* The records:
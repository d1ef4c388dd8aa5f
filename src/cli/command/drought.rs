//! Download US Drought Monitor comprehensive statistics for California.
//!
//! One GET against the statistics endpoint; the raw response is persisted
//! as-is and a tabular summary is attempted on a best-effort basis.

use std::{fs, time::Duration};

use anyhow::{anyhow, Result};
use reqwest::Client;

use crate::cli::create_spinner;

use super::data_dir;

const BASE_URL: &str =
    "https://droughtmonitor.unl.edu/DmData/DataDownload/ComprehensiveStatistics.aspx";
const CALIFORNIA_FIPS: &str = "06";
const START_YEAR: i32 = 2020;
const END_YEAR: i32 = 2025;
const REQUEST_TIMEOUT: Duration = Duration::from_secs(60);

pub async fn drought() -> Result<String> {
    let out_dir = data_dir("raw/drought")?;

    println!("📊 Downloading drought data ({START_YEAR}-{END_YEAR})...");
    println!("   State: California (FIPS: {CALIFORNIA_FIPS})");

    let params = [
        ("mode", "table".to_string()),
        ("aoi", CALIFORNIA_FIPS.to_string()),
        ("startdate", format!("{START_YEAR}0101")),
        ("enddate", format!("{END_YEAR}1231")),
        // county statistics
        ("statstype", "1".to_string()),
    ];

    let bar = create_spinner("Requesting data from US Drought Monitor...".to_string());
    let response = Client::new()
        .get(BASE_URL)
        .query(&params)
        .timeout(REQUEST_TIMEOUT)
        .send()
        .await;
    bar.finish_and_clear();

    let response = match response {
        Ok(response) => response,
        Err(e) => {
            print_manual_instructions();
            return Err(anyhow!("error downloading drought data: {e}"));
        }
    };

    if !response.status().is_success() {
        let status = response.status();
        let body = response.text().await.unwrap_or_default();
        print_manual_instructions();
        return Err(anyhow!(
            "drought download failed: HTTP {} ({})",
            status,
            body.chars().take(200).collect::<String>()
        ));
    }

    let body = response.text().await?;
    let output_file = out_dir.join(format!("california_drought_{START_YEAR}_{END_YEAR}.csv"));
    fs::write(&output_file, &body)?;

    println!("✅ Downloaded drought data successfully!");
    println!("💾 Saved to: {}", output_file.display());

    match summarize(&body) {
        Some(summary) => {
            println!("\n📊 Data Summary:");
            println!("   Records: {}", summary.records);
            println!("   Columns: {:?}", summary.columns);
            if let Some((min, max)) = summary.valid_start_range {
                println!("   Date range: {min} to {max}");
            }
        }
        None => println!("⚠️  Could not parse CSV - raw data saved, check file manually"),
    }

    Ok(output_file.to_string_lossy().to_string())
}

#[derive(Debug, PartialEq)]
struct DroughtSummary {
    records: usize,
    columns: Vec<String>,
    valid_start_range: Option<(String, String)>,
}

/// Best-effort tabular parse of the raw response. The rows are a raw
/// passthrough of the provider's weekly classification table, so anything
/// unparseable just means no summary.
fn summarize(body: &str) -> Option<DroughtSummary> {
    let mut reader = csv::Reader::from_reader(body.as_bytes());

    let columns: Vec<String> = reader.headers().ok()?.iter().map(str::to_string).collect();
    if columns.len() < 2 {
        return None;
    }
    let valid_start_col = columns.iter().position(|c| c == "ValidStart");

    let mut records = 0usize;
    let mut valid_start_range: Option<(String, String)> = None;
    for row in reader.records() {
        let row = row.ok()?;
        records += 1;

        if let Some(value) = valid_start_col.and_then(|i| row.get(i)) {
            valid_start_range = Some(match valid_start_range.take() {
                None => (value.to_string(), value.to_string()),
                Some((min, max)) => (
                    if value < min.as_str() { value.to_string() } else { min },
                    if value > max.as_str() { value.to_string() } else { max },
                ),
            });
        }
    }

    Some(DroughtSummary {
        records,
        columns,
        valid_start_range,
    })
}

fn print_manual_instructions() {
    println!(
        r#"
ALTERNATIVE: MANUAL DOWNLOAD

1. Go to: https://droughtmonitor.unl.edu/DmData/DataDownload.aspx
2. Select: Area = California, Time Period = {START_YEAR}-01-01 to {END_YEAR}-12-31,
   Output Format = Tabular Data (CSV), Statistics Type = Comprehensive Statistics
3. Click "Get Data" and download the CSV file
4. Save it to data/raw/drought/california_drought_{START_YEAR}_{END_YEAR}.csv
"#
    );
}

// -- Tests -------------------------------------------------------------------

* Your assignment: Using the records above as the source, restate each line verbatim.

* Solution to this problem:
repository d1ef4c388dd8aa5f
filename src/cli/command/drought.rs
//! Download US Drought Monitor comprehensive statistics for California.
//!
//! One GET against the statistics endpoint; the raw response is persisted
//! as-is and a tabular summary is attempted on a best-effort basis.

use std::{fs, time::Duration};

use anyhow::{anyhow, Result};
use reqwest::Client;

use crate::cli::create_spinner;

use super::data_dir;

const BASE_URL: &str =
    "https://droughtmonitor.unl.edu/DmData/DataDownload/ComprehensiveStatistics.aspx";
const CALIFORNIA_FIPS: &str = "06";
const START_YEAR: i32 = 2020;
const END_YEAR: i32 = 2025;
const REQUEST_TIMEOUT: Duration = Duration::from_secs(60);

pub async fn drought() -> Result<String> {
    let out_dir = data_dir("raw/drought")?;

    println!("📊 Downloading drought data ({START_YEAR}-{END_YEAR})...");
    println!("   State: California (FIPS: {CALIFORNIA_FIPS})");

    let params = [
        ("mode", "table".to_string()),
        ("aoi", CALIFORNIA_FIPS.to_string()),
        ("startdate", format!("{START_YEAR}0101")),
        ("enddate", format!("{END_YEAR}1231")),
        // county statistics
        ("statstype", "1".to_string()),
    ];

    let bar = create_spinner("Requesting data from US Drought Monitor...".to_string());
    let response = Client::new()
        .get(BASE_URL)
        .query(&params)
        .timeout(REQUEST_TIMEOUT)
        .send()
        .await;
    bar.finish_and_clear();

    let response = match response {
        Ok(response) => response,
        Err(e) => {
            print_manual_instructions();
            return Err(anyhow!("error downloading drought data: {e}"));
        }
    };

    if !response.status().is_success() {
        let status = response.status();
        let body = response.text().await.unwrap_or_default();
        print_manual_instructions();
        return Err(anyhow!(
            "drought download failed: HTTP {} ({})",
            status,
            body.chars().take(200).collect::<String>()
        ));
    }

    let body = response.text().await?;
    let output_file = out_dir.join(format!("california_drought_{START_YEAR}_{END_YEAR}.csv"));
    fs::write(&output_file, &body)?;

    println!("✅ Downloaded drought data successfully!");
    println!("💾 Saved to: {}", output_file.display());

    match summarize(&body) {
        Some(summary) => {
            println!("\n📊 Data Summary:");
            println!("   Records: {}", summary.records);
            println!("   Columns: {:?}", summary.columns);
            if let Some((min, max)) = summary.valid_start_range {
                println!("   Date range: {min} to {max}");
            }
        }
        None => println!("⚠️  Could not parse CSV - raw data saved, check file manually"),
    }

    Ok(output_file.to_string_lossy().to_string())
}

#[derive(Debug, PartialEq)]
struct DroughtSummary {
    records: usize,
    columns: Vec<String>,
    valid_start_range: Option<(String, String)>,
}

/// Best-effort tabular parse of the raw response. The rows are a raw
/// passthrough of the provider's weekly classification table, so anything
/// unparseable just means no summary.
fn summarize(body: &str) -> Option<DroughtSummary> {
    let mut reader = csv::Reader::from_reader(body.as_bytes());

    let columns: Vec<String> = reader.headers().ok()?.iter().map(str::to_string).collect();
    if columns.len() < 2 {
        return None;
    }
    let valid_start_col = columns.iter().position(|c| c == "ValidStart");

    let mut records = 0usize;
    let mut valid_start_range: Option<(String, String)> = None;
    for row in reader.records() {
        let row = row.ok()?;
        records += 1;

        if let Some(value) = valid_start_col.and_then(|i| row.get(i)) {
            valid_start_range = Some(match valid_start_range.take() {
                None => (value.to_string(), value.to_string()),
                Some((min, max)) => (
                    if value < min.as_str() { value.to_string() } else { min },
                    if value > max.as_str() { value.to_string() } else { max },
                ),
            });
        }
    }

    Some(DroughtSummary {
        records,
        columns,
        valid_start_range,
    })
}

fn print_manual_instructions() {
    println!(
        r#"
ALTERNATIVE: MANUAL DOWNLOAD

1. Go to: https://droughtmonitor.unl.edu/DmData/DataDownload.aspx
2. Select: Area = California, Time Period = {START_YEAR}-01-01 to {END_YEAR}-12-31,
   Output Format = Tabular Data (CSV), Statistics Type = Comprehensive Statistics
3. Click "Get Data" and download the CSV file
4. Save it to data/raw/drought/california_drought_{START_YEAR}_{END_YEAR}.csv
"#
    );
}

// -- Tests -------------------------------------------------------------------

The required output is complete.